California legislators have approved a first-of-its-kind bill that would outlaw discrimination based on caste.
The caste system originates in ancient India and Hinduism, but the contemporary caste system developed throughout centuries of Muslim and British rule, and it can be found in almost all South Asian countries today. The caste places people in rigid social categories at birth. Those in the lowest category — many of whom self-identify as Dalits — can face slurs and violence.
Caste discrimination was legally outlawed in India in 1948, but the process has been slow within the United States, where South Asians comprise one of the fastest growing immigrant groups, according to the Pew Research Center.
Now headed to Governor Gavin Newsom's desk, the California bill will protect those of South Asian descent and ensure fairness in employment and housing opportunities. While discrimination based on sex, race, and religion is already banned at both the state and federal levels, Senate Bill 403 takes it a step further by outlawing discrimination based on medical conditions, genetic information, sexual orientation, immigration status, and ancestry.
The bill was introduced by Democratic state Senator Aisha Wahab in March, who said on the floor ahead of the vote: “This bill is very simple. It is to protect all people against caste discrimination, regardless of caste: upper caste, lower caste, it does not matter," according to CalMatters.
Seattle became the first U.S. city to ban discrimination based on caste in February, and several higher education institutions have also made caste a protected status, including Brown University, the California State University system, Colby College, and Brandeis University.

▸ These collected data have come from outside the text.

//! Field-level validation rules shared by the form validators.

pub mod contact;
pub mod numeric;
pub mod text;
//! HTTP handlers, grouped by surface.

pub mod ai;
pub mod leads;
pub mod pages;
pub mod public;
pub mod webhook;

use axum::Json;

use crate::models::HealthResponse;

pub async fn health() -> Json<HealthResponse> {
    Json(HealthResponse {
        status: "ok",
        service: "agensite-api",
        version: env!("CARGO_PKG_VERSION"),
    })
}
//! The fixed set of visual skins.
//!
//! Every skin is a pure function from the same [`crate::PageData`] contract
//! to an HTML document, so any skin can render any draft.

pub mod classic;
pub mod minimal;
pub mod modern;

use shared_types::FontChoice;

/// CSS font stack for a branding font choice.
pub fn font_stack(font: FontChoice) -> &'static str {
    match font {
        FontChoice::Sans => "'Segoe UI', system-ui, sans-serif",
        FontChoice::Serif => "Georgia, 'Times New Roman', serif",
        FontChoice::Display => "'Trebuchet MS', Verdana, sans-serif",
    }
}
//! Client identity derivation.

/// Keep only this many user-agent characters; enough to tell clients apart
/// without storing whole UA strings per window.
const UA_PREFIX_LEN: usize = 32;

/// Derive a rate-limit identity from the best available client signals.
///
/// Prefers the first hop of the forwarded-IP header chain, falling back to
/// the connection-level peer IP, and mixes in a truncated user-agent so
/// trivial IP rotation is slightly harder. Not a security boundary.
pub fn client_identity(
    forwarded_for: Option<&str>,
    peer_ip: &str,
    user_agent: Option<&str>,
) -> String {
    let ip = forwarded_for
        .and_then(|chain| chain.split(',').next())
        .map(str::trim)
        .filter(|hop| !hop.is_empty())
        .unwrap_or(peer_ip);

    let ua: String = user_agent
        .unwrap_or("unknown")
        .chars()
        .take(UA_PREFIX_LEN)
        .collect();

    format!("{}|{}", ip, ua)
}

#[cfg(test)]
mod tests {
    use super::*;

    #[test]
    fn forwarded_header_takes_first_hop() {
        let id = client_identity(Some("203.0.113.7, 10.0.0.1"), "127.0.0.1", Some("curl/8"));
        assert_eq!(id, "203.0.113.7|curl/8");
    }

    #[test]
    fn falls_back_to_peer_ip() {
        let id = client_identity(None, "192.0.2.5", None);
        assert_eq!(id, "192.0.2.5|unknown");
    }

    #[test]
    fn empty_forwarded_header_is_ignored() {
        let id = client_identity(Some(""), "192.0.2.5", Some("x"));
        assert!(id.starts_with("192.0.2.5|"));
    }

    #[test]
    fn user_agent_is_truncated() {
        let long_ua = "a".repeat(500);
        let id = client_identity(None, "192.0.2.5", Some(&long_ua));
        assert_eq!(id.len(), "192.0.2.5|".len() + UA_PREFIX_LEN);
    }
}
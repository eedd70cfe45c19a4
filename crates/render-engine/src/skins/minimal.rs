//! Minimal skin: listings and contact only, almost no chrome.

use crate::components;
use crate::skins::font_stack;
use crate::PageData;

fn css(data: &PageData) -> String {
    let primary = components::safe_color(&data.branding.primary_color, "#111827");
    let font = font_stack(data.branding.font);
    format!(
        "body{{margin:0 auto;max-width:720px;font-family:{font};color:#111827;\
         padding:0 16px;}}\
         .hero{{padding:64px 0 32px;}}\
         .hero .cta{{color:{primary};text-decoration:underline;}}\
         section{{padding:24px 0;}}\
         .card{{padding:16px 0;border-top:1px solid #e5e7eb;}}\
         .card img{{max-width:100%;}}\
         .price{{font-weight:600;}}\
         .page-footer{{padding:32px 0;color:#6b7280;}}"
    )
}

pub fn render(data: &PageData) -> String {
    format!(
        "<!doctype html>\n<html>\n{}\n<body>\n{}\n{}\n{}\n{}\n{}\n</body>\n</html>",
        components::head(data, &css(data)),
        components::hero(data),
        components::about(data),
        components::properties(data),
        components::contact(data),
        components::footer(data),
    )
}
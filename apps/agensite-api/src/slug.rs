//! Public-path (slug) normalization.

use crate::error::ApiError;

/// Names that would shadow platform surfaces if handed out as subdomains.
const RESERVED: &[&str] = &[
    "www", "api", "app", "admin", "mail", "blog", "help", "support", "static", "cdn", "assets",
    "status", "dashboard",
];

/// Normalize a requested public path into its canonical slug form.
///
/// Lowercases, maps every non-alphanumeric run to a single `-`, trims
/// leading and trailing dashes. The result must be 3 to 63 characters
/// (DNS label limit) and must not be a reserved platform name.
pub fn normalize_public_path(raw: &str) -> Result<String, ApiError> {
    let mut slug = String::with_capacity(raw.len());
    let mut last_dash = true;
    for ch in raw.trim().chars() {
        if ch.is_ascii_alphanumeric() {
            slug.push(ch.to_ascii_lowercase());
            last_dash = false;
        } else if !last_dash {
            slug.push('-');
            last_dash = true;
        }
    }
    while slug.ends_with('-') {
        slug.pop();
    }

    if slug.len() < 3 || slug.len() > 63 {
        return Err(ApiError::InvalidRequest(
            "public path must be 3-63 characters of letters, digits and dashes".to_string(),
        ));
    }
    if RESERVED.contains(&slug.as_str()) {
        return Err(ApiError::InvalidRequest(format!(
            "'{}' is a reserved path",
            slug
        )));
    }
    Ok(slug)
}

With the passing of California's bill, the state will become the first in the country to outlaw caste discrimination.
"This is a win rooted in years of Dalit feminist organizing, and we are just getting started in making the state safe for our entire caste-oppressed community," Thenmozhi Soundararajan, executive director of the Dalit advocacy organization Equality Labs, said in a statement. "We know that we have a long journey ahead of us with this bill, but we have made history with this vote."